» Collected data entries
::::

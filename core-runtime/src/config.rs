//! # Dashboard Configuration Module
//!
//! Configuration management for the Tarra dashboard core.
//!
//! ## Overview
//!
//! The configuration system uses a builder pattern to construct a
//! [`DashboardConfig`] instance holding the identity, endpoint and tuning
//! settings the core needs. It enforces fail-fast validation: a deployment
//! with missing identity configuration must fail at startup with an
//! actionable message, never limp along and fail at first sign-in.
//!
//! ## Required Settings
//!
//! - `client_id` - Identity application (client) id
//! - `tenant_id` - Identity tenant id
//! - `redirect_uri` - Where the provider sends the user back after sign-in
//! - `api_base_url` - REST API origin
//! - `stream_url` - Live feed endpoint (ws/wss)
//!
//! ## Usage
//!
//! ```
//! use core_runtime::config::DashboardConfig;
//!
//! let config = DashboardConfig::builder()
//!     .client_id("11111111-2222-3333-4444-555555555555")
//!     .tenant_id("66666666-7777-8888-9999-000000000000")
//!     .redirect_uri("https://dashboard.example.com/login")
//!     .api_base_url("https://api.example.com")
//!     .stream_url("wss://api.example.com/ws/live")
//!     .build()
//!     .expect("Failed to build config");
//!
//! assert_eq!(config.routes.default_landing, "/dashboard");
//! ```

use crate::error::{Error, Result};
use std::time::Duration;
use url::Url;

/// Default sign-in scopes requested during the redirect flow.
pub const DEFAULT_SIGN_IN_SCOPES: &[&str] = &["openid", "profile", "User.Read"];

/// Default seconds before expiry at which a cached token counts as stale.
pub const DEFAULT_TOKEN_REFRESH_BUFFER_SECS: i64 = 300;

/// Well-known route paths the session core navigates between.
#[derive(Debug, Clone, PartialEq, Eq)]
pub struct RoutePaths {
    /// The sign-in page
    pub sign_in: String,
    /// The application root
    pub root: String,
    /// Where a fresh sign-in lands when no intent is stored
    pub default_landing: String,
}

impl Default for RoutePaths {
    fn default() -> Self {
        Self {
            sign_in: "/login".to_string(),
            root: "/".to_string(),
            default_landing: "/dashboard".to_string(),
        }
    }
}

/// Tuning for outgoing API requests.
#[derive(Debug, Clone, PartialEq, Eq)]
pub struct RequestSettings {
    /// Per-request timeout
    pub timeout: Duration,
    /// Maximum retries after the initial attempt
    pub max_retries: u32,
    /// Base delay for exponential backoff
    pub retry_base_delay: Duration,
    /// Upper bound on a single backoff delay
    pub retry_max_delay: Duration,
}

impl Default for RequestSettings {
    fn default() -> Self {
        Self {
            timeout: Duration::from_secs(30),
            max_retries: 2,
            retry_base_delay: Duration::from_secs(1),
            retry_max_delay: Duration::from_secs(30),
        }
    }
}

/// Dashboard core configuration.
///
/// Use [`DashboardConfig::builder`] to construct instances; `build()`
/// validates everything up front.
#[derive(Debug, Clone, PartialEq, Eq)]
pub struct DashboardConfig {
    /// Identity application (client) id
    pub client_id: String,
    /// Identity tenant id
    pub tenant_id: String,
    /// Redirect URI registered with the identity provider
    pub redirect_uri: Url,
    /// REST API origin
    pub api_base_url: Url,
    /// Live feed endpoint
    pub stream_url: Url,
    /// Scopes requested during sign-in
    pub sign_in_scopes: Vec<String>,
    /// Scopes requested for API access tokens
    pub api_scopes: Vec<String>,
    /// Route paths
    pub routes: RoutePaths,
    /// Request tuning
    pub request: RequestSettings,
    /// Seconds before expiry at which a cached token counts as stale
    pub token_refresh_buffer_secs: i64,
}

impl DashboardConfig {
    /// Creates a new builder for constructing a `DashboardConfig`.
    pub fn builder() -> DashboardConfigBuilder {
        DashboardConfigBuilder::default()
    }

    /// Identity authority URL derived from the tenant id.
    pub fn authority(&self) -> String {
        format!("https://login.microsoftonline.com/{}", self.tenant_id)
    }

    /// Validates the configuration and returns an error if invalid.
    ///
    /// This checks:
    /// - Identity ids are present
    /// - Endpoint URLs use the expected schemes
    /// - Route paths are absolute
    /// - Retry and timeout settings are within sane bounds
    pub fn validate(&self) -> Result<()> {
        if self.client_id.trim().is_empty() {
            return Err(Error::Config(
                "Client id cannot be empty. Check the identity configuration for this deployment."
                    .to_string(),
            ));
        }

        if self.tenant_id.trim().is_empty() {
            return Err(Error::Config(
                "Tenant id cannot be empty. Check the identity configuration for this deployment."
                    .to_string(),
            ));
        }

        for (name, url) in [
            ("Redirect URI", &self.redirect_uri),
            ("API base URL", &self.api_base_url),
        ] {
            if !matches!(url.scheme(), "http" | "https") {
                return Err(Error::Config(format!(
                    "{} must use http or https, got '{}'",
                    name,
                    url.scheme()
                )));
            }
        }

        if !matches!(self.stream_url.scheme(), "ws" | "wss") {
            return Err(Error::Config(format!(
                "Stream URL must use ws or wss, got '{}'",
                self.stream_url.scheme()
            )));
        }

        for (name, path) in [
            ("Sign-in path", &self.routes.sign_in),
            ("Root path", &self.routes.root),
            ("Default landing path", &self.routes.default_landing),
        ] {
            if !path.starts_with('/') {
                return Err(Error::Config(format!(
                    "{} must start with '/', got '{}'",
                    name, path
                )));
            }
        }

        if self.sign_in_scopes.is_empty() {
            return Err(Error::Config("Sign-in scopes cannot be empty".to_string()));
        }

        if self.api_scopes.is_empty() {
            return Err(Error::Config("API scopes cannot be empty".to_string()));
        }

        if self.request.timeout.is_zero() {
            return Err(Error::Config(
                "Request timeout must be greater than zero".to_string(),
            ));
        }

        if self.request.max_retries > 10 {
            return Err(Error::Config(
                "Max retries exceeds maximum of 10".to_string(),
            ));
        }

        if self.request.retry_base_delay.is_zero() {
            return Err(Error::Config(
                "Retry base delay must be greater than zero".to_string(),
            ));
        }

        if self.token_refresh_buffer_secs < 0 {
            return Err(Error::Config(
                "Token refresh buffer cannot be negative".to_string(),
            ));
        }

        Ok(())
    }
}

/// Builder for [`DashboardConfig`].
#[derive(Debug, Clone, Default)]
pub struct DashboardConfigBuilder {
    client_id: Option<String>,
    tenant_id: Option<String>,
    redirect_uri: Option<String>,
    api_base_url: Option<String>,
    stream_url: Option<String>,
    sign_in_scopes: Option<Vec<String>>,
    api_scopes: Option<Vec<String>>,
    routes: RoutePaths,
    request: RequestSettings,
    token_refresh_buffer_secs: Option<i64>,
}

impl DashboardConfigBuilder {
    /// Sets the identity application (client) id. Required.
    pub fn client_id(mut self, client_id: impl Into<String>) -> Self {
        self.client_id = Some(client_id.into());
        self
    }

    /// Sets the identity tenant id. Required.
    pub fn tenant_id(mut self, tenant_id: impl Into<String>) -> Self {
        self.tenant_id = Some(tenant_id.into());
        self
    }

    /// Sets the redirect URI. Required.
    pub fn redirect_uri(mut self, uri: impl Into<String>) -> Self {
        self.redirect_uri = Some(uri.into());
        self
    }

    /// Sets the REST API origin. Required.
    pub fn api_base_url(mut self, url: impl Into<String>) -> Self {
        self.api_base_url = Some(url.into());
        self
    }

    /// Sets the live feed endpoint. Required.
    pub fn stream_url(mut self, url: impl Into<String>) -> Self {
        self.stream_url = Some(url.into());
        self
    }

    /// Overrides the sign-in scopes.
    pub fn sign_in_scopes(mut self, scopes: impl IntoIterator<Item = impl Into<String>>) -> Self {
        self.sign_in_scopes = Some(scopes.into_iter().map(Into::into).collect());
        self
    }

    /// Overrides the API scopes. Defaults to `api://{client_id}/access_as_user`.
    pub fn api_scopes(mut self, scopes: impl IntoIterator<Item = impl Into<String>>) -> Self {
        self.api_scopes = Some(scopes.into_iter().map(Into::into).collect());
        self
    }

    /// Overrides the route paths.
    pub fn routes(mut self, routes: RoutePaths) -> Self {
        self.routes = routes;
        self
    }

    /// Overrides the request tuning.
    pub fn request(mut self, request: RequestSettings) -> Self {
        self.request = request;
        self
    }

    /// Overrides the token refresh buffer in seconds.
    pub fn token_refresh_buffer_secs(mut self, secs: i64) -> Self {
        self.token_refresh_buffer_secs = Some(secs);
        self
    }

    /// Builds and validates the configuration.
    ///
    /// # Errors
    ///
    /// Returns `Error::Config` with an actionable message when a required
    /// setting is missing or malformed.
    pub fn build(self) -> Result<DashboardConfig> {
        let client_id = self.client_id.ok_or_else(|| {
            Error::Config("Client id is required. Use .client_id() to set it.".to_string())
        })?;

        let tenant_id = self.tenant_id.ok_or_else(|| {
            Error::Config("Tenant id is required. Use .tenant_id() to set it.".to_string())
        })?;

        let redirect_uri = parse_url(
            self.redirect_uri.ok_or_else(|| {
                Error::Config(
                    "Redirect URI is required. Use .redirect_uri() to set it.".to_string(),
                )
            })?,
            "redirect URI",
        )?;

        let api_base_url = parse_url(
            self.api_base_url.ok_or_else(|| {
                Error::Config(
                    "API base URL is required. Use .api_base_url() to set it.".to_string(),
                )
            })?,
            "API base URL",
        )?;

        let stream_url = parse_url(
            self.stream_url.ok_or_else(|| {
                Error::Config("Stream URL is required. Use .stream_url() to set it.".to_string())
            })?,
            "stream URL",
        )?;

        let api_scopes = self
            .api_scopes
            .unwrap_or_else(|| vec![format!("api://{}/access_as_user", client_id)]);

        let config = DashboardConfig {
            client_id,
            tenant_id,
            redirect_uri,
            api_base_url,
            stream_url,
            sign_in_scopes: self.sign_in_scopes.unwrap_or_else(|| {
                DEFAULT_SIGN_IN_SCOPES
                    .iter()
                    .map(|s| s.to_string())
                    .collect()
            }),
            api_scopes,
            routes: self.routes,
            request: self.request,
            token_refresh_buffer_secs: self
                .token_refresh_buffer_secs
                .unwrap_or(DEFAULT_TOKEN_REFRESH_BUFFER_SECS),
        };

        config.validate()?;
        Ok(config)
    }
}

fn parse_url(raw: String, name: &str) -> Result<Url> {
    Url::parse(&raw).map_err(|e| Error::Config(format!("Invalid {}: '{}' ({})", name, raw, e)))
}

::::

» Work required
Set down exactly the lines from the start of the records to the line with "to construct a". Include that line, and add nothing more.

» Written answer
filename core-runtime/src/config.rs
//! # Dashboard Configuration Module
//!
//! Configuration management for the Tarra dashboard core.
//!
//! ## Overview
//!
//! The configuration system uses a builder pattern to construct a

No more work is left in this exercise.